What this task involves: Repeat word for word every line of the data below, from the first through the line containing "rejected and the", and stop there.

——————————

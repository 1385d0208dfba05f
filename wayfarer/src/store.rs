//! Versioned task context store.
//!
//! The store is the single authority on task state. Writers read a context
//! at some version, build a [`ContextMutation`], and commit it back with the
//! version they read; a commit against any other version is rejected and the
//! writer must re-read. Mutations are declarative so the store alone decides
//! how state evolves: history is append-only and bounded, capture records
//! only accumulate, and a terminal status rejects every later commit.
//!
//! A remote mirror, when configured, receives each committed context on a
//! detached task. Mirror trouble is logged and dropped; it never delays or
//! fails the commit that triggered it.

use crate::capture::CaptureRecord;
use crate::config::StoreConfig;
use crate::errors::EngineError;
use crate::snapshot::PageSnapshot;
use crate::types::TaskStatus;
use async_trait::async_trait;
use chrono::{DateTime, Utc};
use serde::{Deserialize, Serialize};
use std::collections::HashMap;
use std::sync::Arc;
use std::time::Duration;
use tokio::sync::{broadcast, RwLock};
use tracing::{debug, warn};

/// Everything the engine knows about one task.
#[derive(Debug, Clone, Serialize, Deserialize)]
#[serde(rename_all = "camelCase")]
pub struct TaskContext {
    pub task_id: String,
    pub status: TaskStatus,
    /// Index of the next plan step to execute
    pub step_index: usize,
    /// Monotonic commit counter, bumped by the store on every accepted commit
    pub version: u64,
    /// Recent page snapshots, oldest first, bounded by the store
    pub history: Vec<PageSnapshot>,
    pub captures: Vec<CaptureRecord>,
    /// Digest of the most recently persisted capture
    #[serde(skip_serializing_if = "Option::is_none")]
    pub last_persisted_digest: Option<String>,
}

impl TaskContext {
    fn new(task_id: &str, initial: PageSnapshot) -> Self {
        Self {
            task_id: task_id.to_string(),
            status: TaskStatus::Running,
            step_index: 0,
            version: 1,
            history: vec![initial],
            captures: Vec::new(),
            last_persisted_digest: None,
        }
    }

    pub fn latest_snapshot(&self) -> Option<&PageSnapshot> {
        self.history.last()
    }
}

/// Declarative change set applied by the store on commit.
///
/// Fields left `None` leave the corresponding state untouched.
#[derive(Debug, Clone, Default, Serialize, Deserialize)]
#[serde(rename_all = "camelCase")]
pub struct ContextMutation {
    #[serde(skip_serializing_if = "Option::is_none")]
    pub append_snapshot: Option<PageSnapshot>,
    #[serde(skip_serializing_if = "Option::is_none")]
    pub step_index: Option<usize>,
    #[serde(skip_serializing_if = "Option::is_none")]
    pub status: Option<TaskStatus>,
    #[serde(skip_serializing_if = "Option::is_none")]
    pub add_capture: Option<CaptureRecord>,
}

impl ContextMutation {
    fn describe(&self) -> String {
        let mut parts = Vec::new();
        if self.append_snapshot.is_some() {
            parts.push("snapshot".to_string());
        }
        if let Some(index) = self.step_index {
            parts.push(format!("step:{index}"));
        }
        if let Some(status) = self.status {
            parts.push(format!("status:{status}"));
        }
        if self.add_capture.is_some() {
            parts.push("capture".to_string());
        }
        if parts.is_empty() {
            "noop".to_string()
        } else {
            parts.join("+")
        }
    }
}

/// Result of a commit attempt.
#[derive(Debug, Clone, Copy, PartialEq, Eq)]
pub enum CommitOutcome {
    Accepted { new_version: u64 },
    /// The caller's version was stale; re-read at `current_version` and retry
    Rejected { current_version: u64 },
}

/// One accepted commit, kept for audit.
#[derive(Debug, Clone, Serialize, Deserialize)]
#[serde(rename_all = "camelCase")]
pub struct CommitEntry {
    pub version: u64,
    pub at: DateTime<Utc>,
    pub label: String,
}

/// Broadcast to subscribers after every accepted commit.
#[derive(Debug, Clone, Serialize)]
#[serde(rename_all = "camelCase")]
pub struct ContextEvent {
    pub task_id: String,
    pub version: u64,
    pub status: TaskStatus,
    pub label: String,
}

/// Receives committed contexts for best-effort replication.
#[async_trait]
pub trait ContextMirror: Send + Sync {
    async fn replicate(&self, context: &TaskContext) -> Result<(), EngineError>;
}

struct TaskEntry {
    context: TaskContext,
    last_commit_at: DateTime<Utc>,
    commit_log: Vec<CommitEntry>,
}

/// In-memory authoritative store with optional remote mirroring.
pub struct ContextStore {
    config: StoreConfig,
    tasks: RwLock<HashMap<String, TaskEntry>>,
    events: broadcast::Sender<ContextEvent>,
    mirror: Option<Arc<dyn ContextMirror>>,
}

impl ContextStore {
    pub fn new(config: StoreConfig) -> Self {
        let (events, _) = broadcast::channel(256);
        Self {
            config,
            tasks: RwLock::new(HashMap::new()),
            events,
            mirror: None,
        }
    }

    pub fn with_mirror(mut self, mirror: Arc<dyn ContextMirror>) -> Self {
        self.mirror = Some(mirror);
        self
    }

    /// Register a task at version 1 with its initial snapshot.
    pub async fn create(
        &self,
        task_id: &str,
        initial: PageSnapshot,
    ) -> Result<TaskContext, EngineError> {
        let mut tasks = self.tasks.write().await;
        if tasks.contains_key(task_id) {
            return Err(EngineError::Internal(format!(
                "task {task_id} is already registered"
            )));
        }
        let context = TaskContext::new(task_id, initial);
        let entry = TaskEntry {
            context: context.clone(),
            last_commit_at: Utc::now(),
            commit_log: vec![CommitEntry {
                version: context.version,
                at: Utc::now(),
                label: "created".to_string(),
            }],
        };
        tasks.insert(task_id.to_string(), entry);
        drop(tasks);

        self.publish(&context, "created");
        self.replicate(&context);
        Ok(context)
    }

    /// Read a task's context together with its current version.
    pub async fn read(&self, task_id: &str) -> Result<(TaskContext, u64), EngineError> {
        let tasks = self.tasks.read().await;
        let entry = tasks
            .get(task_id)
            .ok_or_else(|| EngineError::UnknownTask(task_id.to_string()))?;
        Ok((entry.context.clone(), entry.context.version))
    }

    /// Commit a mutation against the version the caller last read.
    ///
    /// Returns [`CommitOutcome::Rejected`] on a version mismatch. Commits
    /// against a task already in a terminal status fail outright, as does a
    /// status change the lifecycle does not allow.
    pub async fn commit(
        &self,
        task_id: &str,
        expected_version: u64,
        mutation: ContextMutation,
    ) -> Result<CommitOutcome, EngineError> {
        let label = mutation.describe();
        let committed = {
            let mut tasks = self.tasks.write().await;
            let entry = tasks
                .get_mut(task_id)
                .ok_or_else(|| EngineError::UnknownTask(task_id.to_string()))?;

            if entry.context.version != expected_version {
                debug!(
                    task_id,
                    expected_version,
                    current_version = entry.context.version,
                    "rejected stale commit"
                );
                return Ok(CommitOutcome::Rejected {
                    current_version: entry.context.version,
                });
            }
            if entry.context.status.is_terminal() {
                return Err(EngineError::InvalidTransition(format!(
                    "task {task_id} is already {}",
                    entry.context.status
                )));
            }
            if let Some(next) = mutation.status {
                if next != entry.context.status && !entry.context.status.can_transition_to(next) {
                    return Err(EngineError::InvalidTransition(format!(
                        "task {task_id} cannot move from {} to {next}",
                        entry.context.status
                    )));
                }
            }

            self.apply(&mut entry.context, mutation);
            entry.context.version += 1;
            entry.last_commit_at = Utc::now();
            entry.commit_log.push(CommitEntry {
                version: entry.context.version,
                at: entry.last_commit_at,
                label: label.clone(),
            });
            entry.context.clone()
        };

        debug!(task_id, version = committed.version, %label, "committed context");
        self.publish(&committed, &label);
        self.replicate(&committed);
        Ok(CommitOutcome::Accepted {
            new_version: committed.version,
        })
    }

    fn apply(&self, context: &mut TaskContext, mutation: ContextMutation) {
        if let Some(snapshot) = mutation.append_snapshot {
            context.history.push(snapshot);
            while context.history.len() > self.config.history_limit {
                context.history.remove(0);
            }
        }
        if let Some(index) = mutation.step_index {
            context.step_index = index;
        }
        if let Some(status) = mutation.status {
            context.status = status;
        }
        if let Some(capture) = mutation.add_capture {
            context.last_persisted_digest = Some(capture.digest.clone());
            context.captures.push(capture);
        }
    }

    /// Subscribe to commit notifications for all tasks.
    pub fn subscribe(&self) -> broadcast::Receiver<ContextEvent> {
        self.events.subscribe()
    }

    /// Whether a reader's view of a task has drifted too far to trust.
    ///
    /// A view is desynchronized once the store has moved more than the
    /// configured version gap past it, or once it has gone unrefreshed
    /// longer than the staleness window.
    pub async fn is_desynced(
        &self,
        task_id: &str,
        seen_version: u64,
        last_synced_at: DateTime<Utc>,
    ) -> Result<bool, EngineError> {
        let tasks = self.tasks.read().await;
        let entry = tasks
            .get(task_id)
            .ok_or_else(|| EngineError::UnknownTask(task_id.to_string()))?;
        let gap = entry.context.version.saturating_sub(seen_version);
        let staleness = Utc::now().signed_duration_since(last_synced_at);
        Ok(gap > self.config.desync_version_gap
            || staleness.num_seconds() > self.config.desync_staleness_secs)
    }

    /// Audit log of accepted commits for one task.
    pub async fn commit_log(&self, task_id: &str) -> Result<Vec<CommitEntry>, EngineError> {
        let tasks = self.tasks.read().await;
        let entry = tasks
            .get(task_id)
            .ok_or_else(|| EngineError::UnknownTask(task_id.to_string()))?;
        Ok(entry.commit_log.clone())
    }

    /// Drop a task's context, returning its final state if it existed.
    pub async fn remove(&self, task_id: &str) -> Option<TaskContext> {
        let mut tasks = self.tasks.write().await;
        tasks.remove(task_id).map(|entry| entry.context)
    }

    fn publish(&self, context: &TaskContext, label: &str) {
        // No receivers is not an error.
        let _ = self.events.send(ContextEvent {
            task_id: context.task_id.clone(),
            version: context.version,
            status: context.status,
            label: label.to_string(),
        });
    }

    fn replicate(&self, context: &TaskContext) {
        let Some(mirror) = self.mirror.clone() else {
            return;
        };
        let context = context.clone();
        let deadline = Duration::from_millis(self.config.mirror_timeout_ms);
        tokio::spawn(async move {
            match tokio::time::timeout(deadline, mirror.replicate(&context)).await {
                Ok(Ok(())) => {}
                Ok(Err(e)) => {
                    warn!(
                        task_id = %context.task_id,
                        version = context.version,
                        error = %e,
                        "context mirror rejected replication"
                    );
                }
                Err(_) => {
                    warn!(
                        task_id = %context.task_id,
                        version = context.version,
                        timeout_ms = deadline.as_millis() as u64,
                        "context mirror timed out"
                    );
                }
            }
        });
    }
}

/// Mirror that PUTs each committed context to a remote HTTP endpoint.
pub struct HttpContextMirror {
    client: reqwest::Client,
    base_url: String,
    bearer_token: Option<String>,
}

impl HttpContextMirror {
    pub fn new(
        base_url: impl Into<String>,
        bearer_token: Option<String>,
        timeout: Duration,
    ) -> Result<Self, EngineError> {
        let client = reqwest::Client::builder()
            .timeout(timeout)
            .build()
            .map_err(|e| EngineError::MirrorError(e.to_string()))?;
        Ok(Self {
            client,
            base_url: base_url.into().trim_end_matches('/').to_string(),
            bearer_token,
        })
    }
}

#[async_trait]
impl ContextMirror for HttpContextMirror {
    async fn replicate(&self, context: &TaskContext) -> Result<(), EngineError> {
        let url = format!("{}/context/{}", self.base_url, context.task_id);
        let mut request = self.client.put(&url).json(context);
        if let Some(token) = &self.bearer_token {
            request = request.bearer_auth(token);
        }
        let response = request
            .send()
            .await
            .map_err(|e| EngineError::MirrorError(e.to_string()))?;
        response
            .error_for_status()
            .map_err(|e| EngineError::MirrorError(e.to_string()))?;
        Ok(())
    }
}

——————————

Exercise output:
repository 1385d0208dfba05f
filename wayfarer/src/store.rs
//! Versioned task context store.
//!
//! The store is the single authority on task state. Writers read a context
//! at some version, build a [`ContextMutation`], and commit it back with the
//! version they read; a commit against any other version is rejected and the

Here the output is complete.